The Network has five Sub-Regional Nodes (SRNs) covering five sub-regions in Asia-Pacific. SRNs are organisations whose key functions are to lead the implementation of the sub-regional activities of the Network in collaboration with the RH and national implementing partners. As of 2011, APAN's three Thematic Nodes (TNs) focused on water, agriculture and mountains to reflect priorities of the region and were composed of organizations with specific expertise on their respective thematic areas.

| Sub-regional Nodes |
|---|
| Central Asia - Central Asia Regional Economic Cooperation (CAREC) |
| Northeast Asia - Keio University (Keio) |
| Pacific - Secretariat of the Pacific Regional Environment Programme (SPREP) |
| Southeast Asia - ICLEI-Local Governments for Sustainability (ICLEI) |
| Thematic Nodes |
| Water - Global Water Partnership (GWP) |
| Mountain - International Centre for Integrated Mountain Development (ICIMOD) |
| Agriculture - Southeast Asia Regional Centre for Graduate Study and Research in Agriculture |

== Activities ==
The key purpose of APAN is to enhance the resilience and sustainability of human systems, ecosystems and economies in the face of climate change, by increasing access to knowledge, finance and technology, so that key actors can design and implement adaptation policies, strategies, plans and measures. This approach involves various areas of support:

1. Knowledge generation, sharing and exchange of adaptation-related information, including good practices and databases at all levels.
2. Building capacity of national, sub-regional and regional actors under the guidance of the Steering Committee with support from the sub-regional nodes and thematic nodes through meetings, seminars, workshops and trainings.
3. Supporting access to adaptation-related finance and technologies.
4. Identification of needs, gaps in knowledge and priority areas through at regional, sub-regional and national levels.
5. Building connections and collaboration through networks, initiatives, centers of excellence, donors, governments and other institutions.

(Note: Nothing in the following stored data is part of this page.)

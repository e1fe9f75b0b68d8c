//! Tests for app_render

use crate::app::Focus;
use crate::notification::NotificationVariant;
use crate::test_utils::test_helpers::test_app;
use ratatui::Terminal;
use ratatui::backend::TestBackend;

fn render_app(app: &mut crate::app::App, width: u16, height: u16) -> String {
    let mut terminal = Terminal::new(TestBackend::new(width, height)).unwrap();
    terminal.draw(|f| app.render(f)).unwrap();
    terminal.backend().to_string()
}

#[test]
fn test_narrow_frame_shows_page_only() {
    let mut app = test_app();
    let output = render_app(&mut app, 80, 24);

    assert!(output.contains(&app.content.studio));
    assert!(!output.contains("Request a quote"));
    assert!(app.form_layout.is_none());
    assert!(output.contains("Jump to section"));
}

#[test]
fn test_narrow_frame_with_form_focus_shows_form() {
    let mut app = test_app();
    app.focus = Focus::Form;
    let output = render_app(&mut app, 80, 30);

    assert!(output.contains("Request a quote"));
    assert!(output.contains("Next/Prev field"));
    assert!(app.form_layout.is_some());
}

#[test]
fn test_wide_frame_shows_page_and_form() {
    let mut app = test_app();
    let output = render_app(&mut app, 140, 32);

    assert!(output.contains(&app.content.studio));
    assert!(output.contains("Request a quote"));
}

#[test]
fn test_open_select_panel_is_drawn() {
    let mut app = test_app();
    app.focus = Focus::Form;
    app.contact.service.open();
    let output = render_app(&mut app, 140, 40);

    for service in &app.content.services {
        assert!(output.contains(&service.name), "missing {}", service.name);
    }
    assert!(output.contains("Choose"));
}

#[test]
fn test_notifications_drawn_on_top() {
    let mut app = test_app();
    app.notifications.notify(
        "Error",
        "Try again",
        NotificationVariant::Destructive,
    );
    let output = render_app(&mut app, 140, 32);

    assert!(output.contains("Try again"));
}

== Activities outcomes and publications ==
Publications of APAN are made available online, describing the knowledge gained by its activities in the region to build capacities for climate adaptation.

E-communiqué informs recipients about the activities of the Regional Climate Change Adaptation Knowledge Platform (AKP) for Asia and the Asia Pacific Adaptation Network.

Initially APAN developed databases of good adaptation practices from all over Asia and the Pacific and of adaptation technologies for coastal zones through research by a consulting firm. As of 2012, APAN's partners determined that ADAPT Asia-Pacific would take over development of a new APAN knowledge sharing platform, to include a Resource Library and Database.

== Adaptation forum ==
The Asia Pacific Climate Change Adaptation Forum is a yearly flagship event co-organized by the APAN. It brings together scientists, academica, governments, international development organizations, students, and others from around the world to discuss climate change adaptation.